Experimental: The method uses MS data that is analyzed by instrument-specific software, such as HDX Workbench, to produce ²D incorporation data vs. time. The resulting .csv files or modified .csv files are used as input into the Bayesian method. Bayesian Method: Step 1; Data (information) is gathered, including the HDX-MS ²D incorporation data for both apo and liganded (or perturbed) states as well an estimate for the error, σ₀, and deuterium saturation level, ϕ, and the prior probabilities chosen for these two parameters (as described in the text). Step 2: The representation of the system is defined, beginning with the Forward Model, which, for this implementation is defined by the residue-resolved exchange rate chosen from a finite grid of values.
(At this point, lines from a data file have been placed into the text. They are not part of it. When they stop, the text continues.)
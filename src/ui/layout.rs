use tui::layout::{Constraint, Layout, Rect, Size};
pub const TAB_BAR_HEIGHT: u16 = 3;
pub const LOG_PANE_HEIGHT: u16 = 10;

/// Pre-computed layout areas for the main draw loop.
pub struct LayoutAreas {
    pub tab_bar: [Rect; 2],
    pub main: Rect,
    pub logs: Option<Rect>,
}

impl LayoutAreas {
    pub fn new(size: Size) -> Self {
        let rect = Rect::new(0, 0, size.width, size.height);
        Self::from_rect(rect, false, false)
    }

    pub fn update(&mut self, area: Rect, full_screen: bool, show_logs: bool) {
        *self = Self::from_rect(area, full_screen, show_logs);
    }

    fn from_rect(area: Rect, full_screen: bool, show_logs: bool) -> Self {
        let (content, logs) = if show_logs {
            let [content, logs] =
                Layout::vertical([Constraint::Fill(1), Constraint::Length(LOG_PANE_HEIGHT)])
                    .areas(area);
            (content, Some(logs))
        } else {
            (area, None)
        };

        if full_screen {
            return LayoutAreas {
                tab_bar: [Rect::ZERO, Rect::ZERO],
                main: content,
                logs,
            };
        }

        let [tab, main] = Layout::vertical([
            Constraint::Length(TAB_BAR_HEIGHT),
            Constraint::Fill(1),
        ])
        .areas(content);

        LayoutAreas {
            tab_bar: Self::split_tab_bar(tab),
            main,
            logs,
        }
    }

    fn split_tab_bar(area: Rect) -> [Rect; 2] {
        Layout::horizontal([Constraint::Percentage(80), Constraint::Percentage(20)]).areas(area)
    }
}

#[cfg(test)]
mod tests {
    use super::*;

    #[test]
    fn log_pane_takes_the_bottom_rows() {
        let mut layout = LayoutAreas::new(Size::new(100, 40));
        layout.update(Rect::new(0, 0, 100, 40), false, true);
        let logs = layout.logs.unwrap();
        assert_eq!(logs.height, LOG_PANE_HEIGHT);
        assert_eq!(logs.y, 30);
        assert_eq!(layout.main.y, TAB_BAR_HEIGHT);
        assert_eq!(layout.main.height, 40 - LOG_PANE_HEIGHT - TAB_BAR_HEIGHT);
    }

    #[test]
    fn full_screen_hides_the_tab_bar() {
        let mut layout = LayoutAreas::new(Size::new(80, 24));
        layout.update(Rect::new(0, 0, 80, 24), true, false);
        assert_eq!(layout.tab_bar[0], Rect::ZERO);
        assert_eq!(layout.main, Rect::new(0, 0, 80, 24));
        assert!(layout.logs.is_none());
    }
}
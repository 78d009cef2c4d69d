use log::LevelFilter;
use std::str::FromStr;
use std::time::Duration;

pub const DEFAULT_WINDOW: usize = 10;
pub const DEFAULT_FOCUS_TEAM: &str = "EDM";

#[derive(Debug, Clone, PartialEq)]
pub struct AppSettings {
    pub full_screen: bool,
    pub log_level: Option<LevelFilter>,
    /// Recent-games window used by every ranking.
    pub window: usize,
    pub focus_team: String,
    pub today_refresh: Duration,
    pub focus_refresh: Duration,
}

impl Default for AppSettings {
    fn default() -> Self {
        Self {
            full_screen: false,
            log_level: None,
            window: DEFAULT_WINDOW,
            focus_team: DEFAULT_FOCUS_TEAM.to_string(),
            today_refresh: Duration::from_secs(60),
            focus_refresh: Duration::from_secs(30),
        }
    }
}

impl AppSettings {
    /// Read `NHLTUI_*` environment variables. Unset or unparsable values keep
    /// their defaults.
    pub fn load() -> Self {
        Self::from_lookup(|key| std::env::var(key).ok())
    }

    fn from_lookup(lookup: impl Fn(&str) -> Option<String>) -> Self {
        let defaults = Self::default();
        let get = |key: &str| lookup(key).map(|v| v.trim().to_string()).filter(|v| !v.is_empty());

        Self {
            full_screen: false,
            log_level: get("NHLTUI_LOG_LEVEL").and_then(|v| LevelFilter::from_str(&v).ok()),
            window: get("NHLTUI_WINDOW")
                .and_then(|v| v.parse::<usize>().ok())
                .filter(|w| *w > 0)
                .unwrap_or(defaults.window),
            focus_team: get("NHLTUI_FOCUS_TEAM")
                .map(|t| t.to_ascii_uppercase())
                .unwrap_or(defaults.focus_team),
            today_refresh: seconds(get("NHLTUI_TODAY_REFRESH_SECS"))
                .unwrap_or(defaults.today_refresh),
            focus_refresh: seconds(get("NHLTUI_LIVE_REFRESH_SECS"))
                .unwrap_or(defaults.focus_refresh),
        }
    }
}

fn seconds(value: Option<String>) -> Option<Duration> {
    value
        .and_then(|v| v.parse::<u64>().ok())
        .filter(|s| *s > 0)
        .map(Duration::from_secs)
}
The Noise model is defined as described in the text. This model defines the scoring function for each peptide. The Bayesian scoring function is then constructed by combining the scoring functions for all peptides, the noise model and prior probabilities. Step 3: A MC algorithm is used to sample the landscape of the Bayesian scoring function until a convergence criteria is passed. From this, a set of the best scoring models from each state are passed to Step 4. Analysis; where the individual experimental data points are compared to the top scoring models and clustering is performed to identify potential multi-state solutions. Analysis may show that more data need to be collected (if results are too imprecise) or that certain data points are inconsistent with the rest of the data. Finally, the ΔHDX and Z-scores are calculated between each state and visualized in Step 5 via a 1D plot, and on a 3D structure if available. Also, downstream analysis such as multiple ligand clustering can be performed.